Ho scritto questo post su LinkedIn in un momento di sconforto.
Tutto è nato da un post che avevo letto in cui venivano riportare alcune questioni che a me, come a tutti i miei altri colleghi che lavorano nel nonprofit, ha fatto particolarmente arrabbiare.
Terzo settore: stipendi da fame?
“Lavori nel terzo settore? Allora accetta il fatto di avere uno stipendio basso e di avere orari flessibili”.
Insomma, lavora tutto il giorno, tutti i giorni e con un stipendio da fame.
Questo fatto è inaccettabile sotto diversi punti di vista. Ma partiamo con calma.
Innanzitutto lavorare nel terzo settore significa lavorare. Punto. È un lavoro dignitoso al pari di qualsiasi altro lavoro esistente sulla faccia della terra.
Oltretutto le persone che lavorano nel terzo settore sono molto spesso ultra qualificate (lauree, master, corsi ecc). Non è sicuramente roba da primo che passa in mezzo la strada. Per cui NON HA SENSO pensare nemmeno lontanamente che un professionista del nonprofit debba essere pagato meno di un professionista del profit.
Ma questo l’ho sentito dire almeno 700 volte negli ultimi due anni. E forse sono anche poche.
In secondo luogo, lavorare nel terzo settore significa lavorare in situazioni molto delicate, che richiedono grandi competenze e svariate capacità.

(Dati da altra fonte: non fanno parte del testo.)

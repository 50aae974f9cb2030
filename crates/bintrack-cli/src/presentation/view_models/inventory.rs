use bintrack_engine::AggregateSummary;
use bintrack_types::ViewKind;
use serde::Serialize;
use std::fmt;

use super::{CreateView, ViewMode};

// --------------------------------------------------------
// Data Definitions (ViewModels)
// --------------------------------------------------------

/// The inventory region: summary header plus table or card body.
#[derive(Debug, Clone, Serialize)]
pub struct InventoryViewModel {
    pub view: ViewKind,
    #[serde(skip_serializing_if = "Option::is_none")]
    pub search: Option<String>,
    /// Hidden together with the body when nothing matches.
    #[serde(skip_serializing_if = "Option::is_none")]
    pub summary: Option<AggregateSummary>,
    pub body: InventoryBody,
    #[serde(skip)]
    pub separator: String,
}

#[derive(Debug, Clone, Serialize)]
#[serde(tag = "kind", rename_all = "lowercase")]
pub enum InventoryBody {
    Empty {
        message: String,
    },
    Table {
        rows: Vec<RecordRowViewModel>,
        totals: TotalsViewModel,
    },
    Cards {
        cards: Vec<RecordRowViewModel>,
    },
}

/// Raw values of one record. `None` text renders as "N/A", `None`
/// quantities as "Not Set" / "—".
#[derive(Debug, Clone, PartialEq, Serialize)]
pub struct RecordRowViewModel {
    pub id: i64,
    pub bin_location: Option<String>,
    pub product: Option<String>,
    pub upc: Option<String>,
    pub cases: i64,
    pub qty_per_case: Option<f64>,
    pub total_quantity: Option<f64>,
}

#[derive(Debug, Clone, Copy, PartialEq, Serialize)]
pub struct TotalsViewModel {
    pub total_cases: i64,
    pub total_items: f64,
}

impl InventoryViewModel {
    pub fn is_empty(&self) -> bool {
        matches!(self.body, InventoryBody::Empty { .. })
    }

    /// Rows in display order, whatever the body kind.
    pub fn rows(&self) -> &[RecordRowViewModel] {
        match &self.body {
            InventoryBody::Empty { .. } => &[],
            InventoryBody::Table { rows, .. } => rows,
            InventoryBody::Cards { cards } => cards,
        }
    }
}

// --------------------------------------------------------
// CreateView Trait Implementations (Bridge to Views)
// --------------------------------------------------------

impl CreateView for InventoryViewModel {
    fn create_view<'a>(&'a self, mode: ViewMode) -> Box<dyn fmt::Display + 'a> {
        use crate::presentation::views::inventory::{InventoryMarkupView, InventoryView};
        match mode {
            ViewMode::Text => Box::new(InventoryView::new(self)),
            ViewMode::Markup => Box::new(InventoryMarkupView::new(self)),
        }
    }
}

Peccato che io (e credo anche voi) non siate nati imparati. Per cui tocca formarsi e rimanere aggiornati. Sempre e comunque. E giustamente, visto che nel terzo settore ci stai perché devi “patire la fame”, allora è anche giusto che nessuno ti paghi corsi di formazione o che tu non possa permetterteli perché lo stipendio è letteralmente da fame.
Chi lavora nel terzo settore non è un martire. Lavora per aiutare gli altri e aiutare gli altri è un lavoro. Peccato che tocca anche campare e per lavorare bene tocca CAMPARE BENE. Tocca poter dare spazio a se stessi. Dedicare tempo alle persone che abbiamo intorno, ai nostri legami. E sarebbe utile e necessario avere anche una sicurezza economica.
Mi stupisco di come ancora possa esistere questa mentalità da “settorino poverino”.
Tocca parlarne di più. Ma ho fiducia che un giorno le cose possano cambiare anche grazie ad una generazione di giovani che ha voglia di dire basta e schiacciare questi meccanismi.
Come è giusto che sia.
Ciao poverini del terzo settore. In tutti i sensi.